Alla Camera, il ministro della Salute Orazio Schillaci ha risposto al question time con la formula più rassicurante possibile: “Nessun dirottamento di risorse dalla sanità alla difesa”. Ha parlato di “strumentalizzazioni infondate” e “accostamenti fuorvianti” tra politica sanitaria e politica militare, rivendicando “una visione integrata” e “un impegno crescente per la salute degli italiani”. Ma la realtà, fuori dal perimetro del Parlamento, è molto meno rassicurante.

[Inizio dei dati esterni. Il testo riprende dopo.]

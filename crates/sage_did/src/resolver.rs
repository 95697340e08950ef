//! Verified DID resolution.
//!
//! A resolver turns a DID into the agent record plus its canonical
//! signing (Ed25519) and KEM (X25519) keys. On every resolution it MUST
//! check that the record is active and that the queried DID matches the
//! record's DID field — a registry answering for the wrong name is an
//! attack, not a cache quirk.
//!
//! `CachingResolver` adds a bounded-TTL cache; concurrent resolves for
//! the same DID are coalesced behind a per-DID async lock so a cold
//! cache does not produce a thundering herd. Cached entries are
//! advisory only — revocation is authoritative on the ledger.

use std::collections::HashMap;
use std::sync::Arc;
use std::time::{Duration, Instant};

use async_trait::async_trait;
use parking_lot::RwLock;
use tokio_util::sync::CancellationToken;

use sage_crypto::keys::{KeyKind, PublicKeyBytes};

use crate::did::{AgentDid, Chain};
use crate::error::DidError;
use crate::ledger::RegistryContract;
use crate::record::{AgentRecord, KeyStatus};

/// A record plus the two keys the handshake needs.
#[derive(Debug, Clone)]
pub struct ResolvedAgent {
    pub record: AgentRecord,
    /// Canonical Ed25519 signing key.
    pub signing_key: PublicKeyBytes,
    /// Canonical X25519 KEM key.
    pub kem_key: PublicKeyBytes,
}

#[async_trait]
pub trait Resolver: Send + Sync {
    async fn resolve(
        &self,
        did: &AgentDid,
        cancel: &CancellationToken,
    ) -> Result<ResolvedAgent, DidError>;
}

// ── Ledger-backed resolver ───────────────────────────────────────────────────

pub struct RegistryResolver {
    contract: Arc<dyn RegistryContract>,
}

impl RegistryResolver {
    pub fn new(contract: Arc<dyn RegistryContract>) -> Self {
        Self { contract }
    }

    fn pick_keys(record: &AgentRecord, keys: &[(KeyKind, KeyStatus, PublicKeyBytes)])
        -> Result<(PublicKeyBytes, PublicKeyBytes), DidError>
    {
        // Prefer verified keys; fall back to pending ones (their proofs
        // are policy-gated, not broken) but never to revoked ones.
        let pick = |kind: KeyKind| {
            keys.iter()
                .filter(|(k, s, _)| *k == kind && *s == KeyStatus::Verified)
                .map(|(_, _, b)| b.clone())
                .next()
                .or_else(|| {
                    keys.iter()
                        .filter(|(k, s, _)| *k == kind && *s == KeyStatus::Pending)
                        .map(|(_, _, b)| b.clone())
                        .next()
                })
        };
        let signing = pick(KeyKind::Ed25519).ok_or(DidError::MissingKey("Ed25519 signing"))?;
        let kem = pick(KeyKind::X25519).ok_or(DidError::MissingKey("X25519 KEM"))?;
        if keys
            .iter()
            .any(|(_, s, _)| *s == KeyStatus::Pending)
        {
            tracing::warn!(did = %record.did, "resolved agent has unapproved pending keys");
        }
        Ok((signing, kem))
    }
}

#[async_trait]
impl Resolver for RegistryResolver {
    async fn resolve(
        &self,
        did: &AgentDid,
        cancel: &CancellationToken,
    ) -> Result<ResolvedAgent, DidError> {
        let canonical = did.canonical();

        let record = tokio::select! {
            biased;
            _ = cancel.cancelled() => return Err(DidError::Cancelled),
            r = self.contract.get_agent_by_did(&canonical) => r?,
        }
        .ok_or_else(|| DidError::IdentityNotFound(canonical.clone()))?;

        // The record must answer for the DID we asked about.
        let record_did: AgentDid = record
            .did
            .parse()
            .map_err(|_| DidError::IdentityNotFound(canonical.clone()))?;
        if !record_did.same_agent(did) {
            return Err(DidError::IdentityNotFound(canonical));
        }
        if !record.active {
            return Err(DidError::IdentityInactive(canonical));
        }

        let mut keys = Vec::with_capacity(record.key_hashes.len());
        for hash in &record.key_hashes {
            let fetched = tokio::select! {
                biased;
                _ = cancel.cancelled() => return Err(DidError::Cancelled),
                r = self.contract.get_key(*hash) => r?,
            };
            if let Some(key) = fetched {
                keys.push((key.kind, key.status, PublicKeyBytes(key.bytes)));
            }
        }
        let (signing_key, kem_key) = Self::pick_keys(&record, &keys)?;

        Ok(ResolvedAgent {
            record,
            signing_key,
            kem_key,
        })
    }
}

// ── Caching + coalescing ─────────────────────────────────────────────────────

struct CacheEntry {
    at: Instant,
    agent: ResolvedAgent,
}

pub struct CachingResolver {
    inner: Arc<dyn Resolver>,
    ttl: Duration,
    cache: RwLock<HashMap<String, CacheEntry>>,
    /// Per-DID guards so concurrent cold lookups collapse to one fetch.
    inflight: tokio::sync::Mutex<HashMap<String, Arc<tokio::sync::Mutex<()>>>>,
}

impl CachingResolver {
    pub fn new(inner: Arc<dyn Resolver>, ttl: Duration) -> Self {
        Self {
            inner,
            ttl,
            cache: RwLock::new(HashMap::new()),
            inflight: tokio::sync::Mutex::new(HashMap::new()),
        }
    }

    /// Drop a cached entry (e.g. after seeing a revocation event).
    pub fn evict(&self, did: &AgentDid) {
        self.cache.write().remove(&did.canonical());
    }

    fn cached(&self, key: &str) -> Option<ResolvedAgent> {
        let cache = self.cache.read();
        cache
            .get(key)
            .filter(|e| e.at.elapsed() < self.ttl)
            .map(|e| e.agent.clone())
    }
}

#[async_trait]
impl Resolver for CachingResolver {
    async fn resolve(
        &self,
        did: &AgentDid,
        cancel: &CancellationToken,
    ) -> Result<ResolvedAgent, DidError> {
        let key = did.canonical();

        if let Some(hit) = self.cached(&key) {
            return Ok(hit);
        }

        let guard = {
            let mut inflight = self.inflight.lock().await;
            inflight.entry(key.clone()).or_default().clone()
        };
        let _held = guard.lock().await;

        // A coalesced waiter finds the cache warm by the time it holds
        // the per-DID lock.
        if let Some(hit) = self.cached(&key) {
            return Ok(hit);
        }

        let agent = self.inner.resolve(did, cancel).await?;
        self.cache.write().insert(
            key.clone(),
            CacheEntry {
                at: Instant::now(),
                agent: agent.clone(),
            },
        );
        Ok(agent)
    }
}

// ── Multi-chain dispatch ─────────────────────────────────────────────────────

/// Routes by the chain segment of the DID; each chain adapter
/// implements the same resolver capability.
#[derive(Default)]
pub struct MultiChainResolver {
    routes: HashMap<Chain, Arc<dyn Resolver>>,
}

impl MultiChainResolver {
    pub fn new() -> Self {
        Self::default()
    }

    pub fn with_chain(mut self, chain: Chain, resolver: Arc<dyn Resolver>) -> Self {
        self.routes.insert(chain, resolver);
        self
    }
}

#[async_trait]
impl Resolver for MultiChainResolver {
    async fn resolve(
        &self,
        did: &AgentDid,
        cancel: &CancellationToken,
    ) -> Result<ResolvedAgent, DidError> {
        match self.routes.get(&did.chain) {
            Some(r) => r.resolve(did, cancel).await,
            None => Err(DidError::UnsupportedChain(did.chain.to_string())),
        }
    }
}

La sanità pubblica è in crisi strutturale. I medici e gli infermieri italiani sono tra i meno pagati d’Europa. Gli ospedali chiudono reparti per mancanza di personale. Le liste d’attesa si allungano. Mezzo milione di persone in Italia – ha ricordato la deputata del M5s Gilda Sportiello – non ha più soldi per curarsi. Centomila sono bambini. E il governo, mentre lascia tutto questo sullo sfondo, ha accettato un piano di riarmo da 800 miliardi di euro per i prossimi anni. È questa la sproporzione che il Movimento 5 stelle ha voluto denunciare.
Sanità sotto sforzo, ma i conti dicono altro
Sportiello non ha usato giri di parole: “Com’è possibile che dopo due anni di governo, di fronte al collasso del sistema sanitario pubblico, il ministro venga a dire che va tutto bene? Com’è possibile che il suo governo abbia accettato un piano di riarmo europeo da 800 miliardi e non trovi risorse per la sanità pubblica? Lei sa che le persone sono in apprensione perché non sanno se dovranno rinunciare alle cure perché non hanno soldi per curarsi?”. Domande nette, prive di contorno ideologico, che chiedono una risposta politica alle quali è seguita l’autodifesa istituzionale del ministro.

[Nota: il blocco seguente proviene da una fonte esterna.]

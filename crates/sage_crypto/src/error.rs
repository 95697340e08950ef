use thiserror::Error;

#[derive(Debug, Error)]
pub enum CryptoError {
    #[error("Key generation failed: {0}")]
    KeyGeneration(String),

    #[error("Invalid key material: {0}")]
    InvalidKey(String),

    #[error("Signature verification failed")]
    SignatureVerification,

    #[error("Malformed signature: {0}")]
    MalformedSignature(String),

    #[error("AEAD encryption failed")]
    AeadSeal,

    #[error("AEAD decryption failed (authentication tag mismatch — possible tampering)")]
    AeadOpen,

    #[error("Key derivation failed: {0}")]
    KeyDerivation(String),

    #[error("Nonce counter exhausted")]
    NonceOverflow,

    #[error("Malformed handshake info: {0}")]
    InvalidInfo(String),

    #[error("Hex decode error: {0}")]
    HexDecode(#[from] hex::FromHexError),

    #[error("Base64 decode error: {0}")]
    Base64Decode(#[from] base64::DecodeError),
}
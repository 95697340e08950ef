//! sage_wire — authenticated HTTP message exchange
//!
//! Every request an agent sends is signed per RFC 9421 (HTTP Message
//! Signatures): requests cover `"@method" "@path" "host" "date"` (plus
//! `"content-digest"` when a body travels), responses cover
//! `"@status" "content-digest"`. The `keyid` parameter references a
//! session in the store — or, during the handshake, the peer's DID.
//!
//! # Modules
//! - `http`      — method/path/header/body frames the adapters carry
//! - `digest`    — `content-digest` structured field (sha-256)
//! - `sigbase`   — signature base construction and header parsing
//! - `signer`    — build + attach `Signature-Input` / `Signature`
//! - `verifier`  — skew, key resolution, base reconstruction, replay
//! - `message`   — handshake and app envelopes (JSON bodies)
//! - `transport` — adapter trait, HTTP (reqwest) and loopback bindings
//! - `error`     — unified error type

pub mod digest;
pub mod error;
pub mod http;
pub mod message;
pub mod sigbase;
pub mod signer;
pub mod transport;
pub mod verifier;

pub use error::WireError;
pub use http::{SignedRequest, SignedResponse};
pub use message::{Invitation, InvitationAck, MessageEnvelope, INVITE_PATH, MESSAGE_PATH};
pub use transport::{LoopbackTransport, RequestHandler, Transport};
pub use verifier::{SessionKeySource, SignatureKeySource, StaticKeySource, VerifyPolicy};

Schillaci ha ricordato l’aumento del Fondo sanitario nazionale: 5 miliardi in più nel 2024 rispetto all’anno precedente, 16 miliardi in più rispetto al 2020, e 20 nel 2026. Ma non ha detto che questi numeri non bastano. Non tengono conto dell’inflazione. Non colmano le lacune strutturali che da anni affliggono il sistema sanitario. Non servono a fermare l’emorragia di professionisti che abbandonano gli ospedali pubblici per emigrare all’estero o rifugiarsi nel privato.
Le priorità del governo non sono neutrali
Il ministro ha anche assicurato che la salute è “una priorità assoluta”. Ma intanto si accumulano le rinunce alle cure, le prestazioni negate, i ticket inaccessibili. In molte regioni si muore prima, semplicemente perché si nasce nel posto sbagliato. Il ministro ha promesso un aggiornamento dei Lea, i livelli essenziali di assistenza, ma senza spiegare con quali fondi e in quali tempi. E senza dire come intenda garantire davvero l’accesso universale alle cure mentre la spesa sanitaria privata supera i 40 miliardi l’anno e la medicina diventa un lusso per chi può permettersela.

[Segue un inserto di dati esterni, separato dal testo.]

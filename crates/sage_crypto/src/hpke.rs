//! HPKE base mode, single shot (RFC 9180).
//!
//! Suite: DHKEM(X25519, HKDF-SHA256) / HKDF-SHA256 / ChaCha20-Poly1305
//!        (kem_id 0x0020, kdf_id 0x0001, aead_id 0x0003)
//!
//! The handshake uses exactly one seal per invitation:
//!   initiator: SealToPeer(pkR, info, ...)  → (enc, ciphertext, exporter)
//!   responder: OpenFromPeer(skR, enc, ...) → (plaintext, exporter)
//! Both sides derive the SAME exporter secret; the session layer turns
//! it into ids and directional keys (see `kdf`).
//!
//! `info` is a structured, versioned ASCII blob binding the channel and
//! both DIDs:
//!   "sage/hpke-handshake v1|ctx:<channel>|init:<did>|resp:<did>"
//! Callers MUST cross-check the decoded DIDs against what the identity
//! layer claims before trusting anything derived here.

use rand::rngs::OsRng;
use x25519_dalek::{PublicKey as X25519Public, StaticSecret};
use zeroize::{Zeroize, ZeroizeOnDrop, Zeroizing};

use crate::aead;
use crate::error::CryptoError;
use crate::keys::{KeyKind, KeyPair, PublicKeyBytes};
use crate::x25519::KemKeyPair;

pub const KEM_ID: u16 = 0x0020;
pub const KDF_ID: u16 = 0x0001;
pub const AEAD_ID: u16 = 0x0003;

const VERSION_LABEL: &[u8] = b"HPKE-v1";
const INFO_PREFIX: &str = "sage/hpke-handshake v1";

/// Default exporter context for session seeds.
pub const EXPORTER_CONTEXT_SESSION: &[u8] = b"sage/session-seed";
/// Default exporter length (one 32-byte seed).
pub const EXPORTER_LEN: usize = 32;

fn kem_suite_id() -> [u8; 5] {
    let mut id = *b"KEM\x00\x00";
    id[3..].copy_from_slice(&KEM_ID.to_be_bytes());
    id
}

fn hpke_suite_id() -> [u8; 10] {
    let mut id = *b"HPKE\x00\x00\x00\x00\x00\x00";
    id[4..6].copy_from_slice(&KEM_ID.to_be_bytes());
    id[6..8].copy_from_slice(&KDF_ID.to_be_bytes());
    id[8..10].copy_from_slice(&AEAD_ID.to_be_bytes());
    id
}

// ── Labeled HKDF (RFC 9180 §4) ───────────────────────────────────────────────

fn labeled_extract(suite_id: &[u8], salt: &[u8], label: &[u8], ikm: &[u8]) -> [u8; 32] {
    let mut labeled_ikm =
        Vec::with_capacity(VERSION_LABEL.len() + suite_id.len() + label.len() + ikm.len());
    labeled_ikm.extend_from_slice(VERSION_LABEL);
    labeled_ikm.extend_from_slice(suite_id);
    labeled_ikm.extend_from_slice(label);
    labeled_ikm.extend_from_slice(ikm);
    let (prk, _) = hkdf::Hkdf::<sha2::Sha256>::extract(Some(salt), &labeled_ikm);
    labeled_ikm.zeroize();
    let mut out = [0u8; 32];
    out.copy_from_slice(&prk);
    out
}

fn labeled_expand(
    suite_id: &[u8],
    prk: &[u8; 32],
    label: &[u8],
    info: &[u8],
    out: &mut [u8],
) -> Result<(), CryptoError> {
    let mut labeled_info =
        Vec::with_capacity(2 + VERSION_LABEL.len() + suite_id.len() + label.len() + info.len());
    labeled_info.extend_from_slice(&(out.len() as u16).to_be_bytes());
    labeled_info.extend_from_slice(VERSION_LABEL);
    labeled_info.extend_from_slice(suite_id);
    labeled_info.extend_from_slice(label);
    labeled_info.extend_from_slice(info);
    let hk = hkdf::Hkdf::<sha2::Sha256>::from_prk(prk)
        .map_err(|e| CryptoError::KeyDerivation(e.to_string()))?;
    hk.expand(&labeled_info, out)
        .map_err(|e| CryptoError::KeyDerivation(e.to_string()))
}

// ── DHKEM(X25519, HKDF-SHA256) ───────────────────────────────────────────────

/// `ExtractAndExpand(dh, kem_context)` from RFC 9180 §4.1.
fn extract_and_expand(dh: &[u8], kem_context: &[u8]) -> Result<[u8; 32], CryptoError> {
    let suite = kem_suite_id();
    let eae_prk = labeled_extract(&suite, b"", b"eae_prk", dh);
    let mut shared_secret = [0u8; 32];
    labeled_expand(&suite, &eae_prk, b"shared_secret", kem_context, &mut shared_secret)?;
    Ok(shared_secret)
}

fn encap(peer_public: &[u8; 32]) -> Result<([u8; 32], [u8; 32]), CryptoError> {
    let sk_e = StaticSecret::random_from_rng(OsRng);
    let pk_e = X25519Public::from(&sk_e);
    let pk_r = X25519Public::from(*peer_public);

    let dh = sk_e.diffie_hellman(&pk_r);
    if !dh.was_contributory() {
        return Err(CryptoError::InvalidKey("low-order KEM public key".into()));
    }

    let enc = pk_e.to_bytes();
    let mut kem_context = [0u8; 64];
    kem_context[..32].copy_from_slice(&enc);
    kem_context[32..].copy_from_slice(peer_public);

    let shared_secret = extract_and_expand(dh.as_bytes(), &kem_context)?;
    Ok((shared_secret, enc))
}

fn decap(local: &KemKeyPair, enc: &[u8; 32]) -> Result<[u8; 32], CryptoError> {
    let sk_r = local.static_secret();
    let pk_e = X25519Public::from(*enc);

    let dh = sk_r.diffie_hellman(&pk_e);
    if !dh.was_contributory() {
        return Err(CryptoError::InvalidKey("low-order encapsulated key".into()));
    }

    let local_pub = local.public().as_array_32()?;
    let mut kem_context = [0u8; 64];
    kem_context[..32].copy_from_slice(enc);
    kem_context[32..].copy_from_slice(&local_pub);

    extract_and_expand(dh.as_bytes(), &kem_context)
}

// ── Key schedule (base mode) ─────────────────────────────────────────────────

#[derive(ZeroizeOnDrop)]
struct KeySchedule {
    key: [u8; 32],
    base_nonce: [u8; 12],
    exporter_secret: [u8; 32],
}

fn key_schedule(shared_secret: &[u8; 32], info: &[u8]) -> Result<KeySchedule, CryptoError> {
    let suite = hpke_suite_id();

    let psk_id_hash = labeled_extract(&suite, b"", b"psk_id_hash", b"");
    let info_hash = labeled_extract(&suite, b"", b"info_hash", info);

    // mode_base = 0x00
    let mut ks_context = Vec::with_capacity(1 + 64);
    ks_context.push(0x00);
    ks_context.extend_from_slice(&psk_id_hash);
    ks_context.extend_from_slice(&info_hash);

    let secret = labeled_extract(&suite, shared_secret, b"secret", b"");

    let mut key = [0u8; 32];
    let mut base_nonce = [0u8; 12];
    let mut exporter_secret = [0u8; 32];
    labeled_expand(&suite, &secret, b"key", &ks_context, &mut key)?;
    labeled_expand(&suite, &secret, b"base_nonce", &ks_context, &mut base_nonce)?;
    labeled_expand(&suite, &secret, b"exp", &ks_context, &mut exporter_secret)?;

    Ok(KeySchedule {
        key,
        base_nonce,
        exporter_secret,
    })
}

fn export(
    schedule: &KeySchedule,
    exporter_context: &[u8],
    exporter_len: usize,
) -> Result<Zeroizing<Vec<u8>>, CryptoError> {
    if exporter_len == 0 || exporter_len > 255 * 32 {
        return Err(CryptoError::KeyDerivation(format!(
            "exporter length {exporter_len} out of range"
        )));
    }
    let mut out = Zeroizing::new(vec![0u8; exporter_len]);
    labeled_expand(
        &hpke_suite_id(),
        &schedule.exporter_secret,
        b"sec",
        exporter_context,
        &mut out,
    )?;
    Ok(out)
}

// ── Handshake info ───────────────────────────────────────────────────────────

/// The versioned `info` blob binding channel and both identities.
#[derive(Debug, Clone, PartialEq, Eq)]
pub struct HandshakeInfo {
    pub channel: String,
    pub initiator_did: String,
    pub responder_did: String,
}

impl HandshakeInfo {
    pub fn new(
        channel: impl Into<String>,
        initiator_did: impl Into<String>,
        responder_did: impl Into<String>,
    ) -> Result<Self, CryptoError> {
        let info = Self {
            channel: channel.into(),
            initiator_did: initiator_did.into(),
            responder_did: responder_did.into(),
        };
        for field in [&info.channel, &info.initiator_did, &info.responder_did] {
            if field.is_empty() || field.contains('|') || !field.is_ascii() {
                return Err(CryptoError::InvalidInfo(format!(
                    "info field {field:?} must be non-empty ASCII without '|'"
                )));
            }
        }
        Ok(info)
    }

    pub fn encode(&self) -> Vec<u8> {
        format!(
            "{INFO_PREFIX}|ctx:{}|init:{}|resp:{}",
            self.channel, self.initiator_did, self.responder_did
        )
        .into_bytes()
    }

    pub fn decode(bytes: &[u8]) -> Result<Self, CryptoError> {
        let s = std::str::from_utf8(bytes)
            .map_err(|_| CryptoError::InvalidInfo("info is not ASCII".into()))?;
        let mut parts = s.split('|');
        if parts.next() != Some(INFO_PREFIX) {
            return Err(CryptoError::InvalidInfo("unknown info version".into()));
        }
        let mut take = |prefix: &str| -> Result<String, CryptoError> {
            parts
                .next()
                .and_then(|p| p.strip_prefix(prefix))
                .filter(|v| !v.is_empty())
                .map(str::to_owned)
                .ok_or_else(|| CryptoError::InvalidInfo(format!("missing {prefix} field")))
        };
        let channel = take("ctx:")?;
        let initiator_did = take("init:")?;
        let responder_did = take("resp:")?;
        if parts.next().is_some() {
            return Err(CryptoError::InvalidInfo("trailing info fields".into()));
        }
        Ok(Self {
            channel,
            initiator_did,
            responder_did,
        })
    }
}

// ── Single-shot seal / open ──────────────────────────────────────────────────

/// Initiator output: the encapsulated key and invitation ciphertext go on
/// the wire; the exporter secret stays local and seeds the session.
pub struct SealedInvitation {
    pub enc: [u8; 32],
    pub ciphertext: Vec<u8>,
    pub exporter_secret: Zeroizing<Vec<u8>>,
}

/// Responder output.
pub struct OpenedInvitation {
    pub plaintext: Zeroizing<Vec<u8>>,
    pub exporter_secret: Zeroizing<Vec<u8>>,
}

/// Encapsulate to `peer_kem_public`, seal `payload` at sequence 0, and
/// export `exporter_len` bytes under `exporter_context`.
pub fn seal_to_peer(
    peer_kem_public: &PublicKeyBytes,
    info: &HandshakeInfo,
    exporter_context: &[u8],
    exporter_len: usize,
    payload: &[u8],
    aad: &[u8],
) -> Result<SealedInvitation, CryptoError> {
    KeyKind::X25519.validate(&peer_kem_public.0)?;
    let peer = peer_kem_public.as_array_32()?;

    let info_bytes = info.encode();
    let (mut shared_secret, enc) = encap(&peer)?;
    let schedule = key_schedule(&shared_secret, &info_bytes)?;
    shared_secret.zeroize();

    let ciphertext = aead::seal(&schedule.key, &schedule.base_nonce, payload, aad)?;
    let exporter_secret = export(&schedule, exporter_context, exporter_len)?;

    Ok(SealedInvitation {
        enc,
        ciphertext,
        exporter_secret,
    })
}

/// Decapsulate `enc` with the local KEM key, open the invitation
/// ciphertext, and derive the same exporter secret as the initiator.
pub fn open_from_peer(
    local: &KemKeyPair,
    enc: &[u8],
    info: &HandshakeInfo,
    exporter_context: &[u8],
    exporter_len: usize,
    ciphertext: &[u8],
    aad: &[u8],
) -> Result<OpenedInvitation, CryptoError> {
    let enc: [u8; 32] = enc
        .try_into()
        .map_err(|_| CryptoError::InvalidKey("encapsulated key must be 32 bytes".into()))?;

    let info_bytes = info.encode();
    let mut shared_secret = decap(local, &enc)?;
    let schedule = key_schedule(&shared_secret, &info_bytes)?;
    shared_secret.zeroize();

    let plaintext = aead::open(&schedule.key, &schedule.base_nonce, ciphertext, aad)?;
    let exporter_secret = export(&schedule, exporter_context, exporter_len)?;

    Ok(OpenedInvitation {
        plaintext,
        exporter_secret,
    })
}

La questione posta dal M5s non è una provocazione, ma un punto politico. A fronte di un piano di riarmo da 800 miliardi e dei circa 30 miliardi che farebbero capo all’Italia – il più imponente della storia – il governo sostiene di non avere margini per assumere medici, costruire presidi territoriali, garantire farmaci salvavita. Se non è un dirottamento di risorse, è sicuramente una gerarchia di priorità.
La realtà è lì, nelle ambulanze che aspettano fuori dai pronto soccorso, nei pediatri che mancano, nei centri per le malattie rare lasciati a se stessi. E nei genitori che si chiedono se riusciranno a pagare la prossima visita specialistica.
Il ministro dice che le accuse sono “strumentalizzazioni”. Ma forse la vera strumentalizzazione è usare la parola “priorità” per descrivere un sistema che lascia indietro i più fragili e trova sempre nuove risorse per le armi.